Usually it is not required to collect histograms based on the entire dataset, and only a representative subset is used (that also helps reduce the runtime).
* **Subset size:** There is no golden rule for selecting the size of the subset. Anywhere between 1-10% of the validation/test set should work.
* **Representative data:** Whatever size is chosen, it is important to make sure that the subset is selected in a way that covers as much of the distribution of the data as possible. So, for example, if the dataset is organized by classes by default, we should make sure to select items randomly and not in order.

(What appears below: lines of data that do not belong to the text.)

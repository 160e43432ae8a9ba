//! # Resource Store
//!
//! An in-process document store built on the **Actor Model**: every collection is a single
//! Tokio task that owns its documents, and the rest of the application talks to it through a
//! cheap, cloneable client.
//!
//! ## Architecture Overview
//!
//! 1. **Entity Layer** ([`ActorEntity`]) - the document type, its payloads and its rules
//! 2. **Runtime Layer** ([`ResourceActor`]) - message processing, queries, index bookkeeping
//! 3. **Interface Layer** ([`ResourceClient`]) - type-safe requests with oneshot replies
//!
//! Documents are written once in the entity trait; the actor handles ids, server timestamps,
//! ordering of concurrent writes and query evaluation.
//!
//! ## Documents and Queries
//!
//! Each document serializes (via `serde`) to a JSON object. A [`Query`] filters on dotted paths
//! of that object (`address.country`), orders on one path and truncates to a limit:
//!
//! ```rust
//! use resource_store::{ActorEntity, Direction, Filter, Query, ResourceActor};
//! use async_trait::async_trait;
//! use serde::Serialize;
//!
//! #[derive(Clone, Debug, Serialize)]
//! struct Venue {
//!     id: u32,
//!     city: String,
//!     rating: f64,
//! }
//!
//! #[derive(Debug)] struct VenueCreate { city: String, rating: f64 }
//! #[derive(Debug)] struct VenueUpdate;
//! #[derive(Debug)] enum VenueAction {}
//! #[derive(Debug, thiserror::Error)] #[error("venue error")] struct VenueError;
//!
//! #[async_trait]
//! impl ActorEntity for Venue {
//!     const COLLECTION: &'static str = "venues";
//!     type Id = u32;
//!     type Create = VenueCreate;
//!     type Update = VenueUpdate;
//!     type Action = VenueAction;
//!     type ActionResult = ();
//!     type Context = ();
//!     type Error = VenueError;
//!
//!     fn from_create_params(id: u32, p: VenueCreate) -> Result<Self, Self::Error> {
//!         Ok(Self { id, city: p.city, rating: p.rating })
//!     }
//!     async fn on_update(&mut self, _: VenueUpdate, _: &()) -> Result<(), Self::Error> { Ok(()) }
//!     async fn handle_action(&mut self, action: VenueAction, _: &()) -> Result<(), Self::Error> {
//!         match action {}
//!     }
//! }
//!
//! #[tokio::main]
//! async fn main() {
//!     let next = std::sync::atomic::AtomicU32::new(1);
//!     let (actor, client) = ResourceActor::<Venue>::new(10, move || {
//!         next.fetch_add(1, std::sync::atomic::Ordering::SeqCst)
//!     });
//!     tokio::spawn(actor.run(()));
//!
//!     for (city, rating) in [("Berlin", 4.0), ("Berlin", 4.8), ("Lyon", 5.0)] {
//!         client.create(VenueCreate { city: city.into(), rating }).await.unwrap();
//!     }
//!
//!     let best = client
//!         .query(
//!             Query::new()
//!                 .filter(Filter::eq("city", "Berlin"))
//!                 .order_by("rating", Direction::Descending)
//!                 .limit(1),
//!         )
//!         .await
//!         .unwrap();
//!     assert_eq!(best[0].rating, 4.8);
//! }
//! ```
//!
//! ## Context Injection
//!
//! Dependencies are injected when the actor starts (`run(context)`), not when it is built, so
//! collections that reference each other can be constructed in any order.
//!
//! ## Concurrency Model
//!
//! - Each collection runs in its own Tokio task
//! - Requests are processed **sequentially** within a collection (no locks needed)
//! - Concurrent writes to one document resolve last-write-wins in arrival order
//! - Separate collections run in parallel
//!
//! ## Testing
//!
//! The [`mock`] module hands out a real [`ResourceClient`] backed by scripted expectations, so
//! code built on top of a client can be unit tested without a running collection.

pub mod actor;
pub mod client;
pub mod client_trait;
pub mod entity;
pub mod error;
pub mod index;
pub mod message;
pub mod mock;
pub mod query;
pub mod tracing;

// Re-export core types for convenience
pub use actor::ResourceActor;
pub use client::ResourceClient;
pub use client_trait::ActorClient;
pub use entity::{ActorEntity, WriteKind};
pub use error::StoreError;
pub use index::{IndexDefinition, IndexField, IndexMode};
pub use message::{ResourceRequest, Response};
pub use query::{Direction, Filter, FilterOp, OrderBy, Query, MAX_IN_VALUES};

**Note:** Working on only a subset of the data can be taken care of at data preparation time, or it can be delayed to the actual model evaluation function (for example, executing only a specific number of mini-batches). In this example we take care of it during data preparation.

In [None]:
# We use Distiller's built-in data loading functionality for ImageNet,
# which takes care of randomizing the data before selecting the subset.
# While it creates train, validation and test data loaders, we're only
# interested in the test dataset in this example.
#
# Subset size: Here we'll go with 1% of the test set, mostly for the
# sake of speed. We control this with the 'effective_test_size' argument.
#
# We set the 'fixed_subset' argument to make sure we're using the
# same subset for both phases of histogram collection - more on that below

dataset = 'imagenet'
dataset_path = '~/datasets/imagenet'
batch_size = 256
num_workers = 10
subset_size = 0.01

_, _, test_loader, _ = distiller.apputils.load_data(
    dataset, os.path.expanduser(dataset_path), batch_size, num_workers,
    effective_test_size=subset_size, fixed_subset=True)

## Define the Model Evaluation Function

We define a fairly bare-bones evaluation function. Recording the loss and accuracy isn't strictly necessary for histogram collection. We record them nonetheless, so we can verify the data subset being used achieves results that are on par from what we'd expect from a representative subset.

In [None]:
def eval_model(data_loader, model):
    print('Evaluating model')
    criterion = torch.nn.CrossEntropyLoss().to(device)
    
    loss = tnt.meter.AverageValueMeter()
    classerr = tnt.meter.ClassErrorMeter(accuracy=True, topk=(1, 5))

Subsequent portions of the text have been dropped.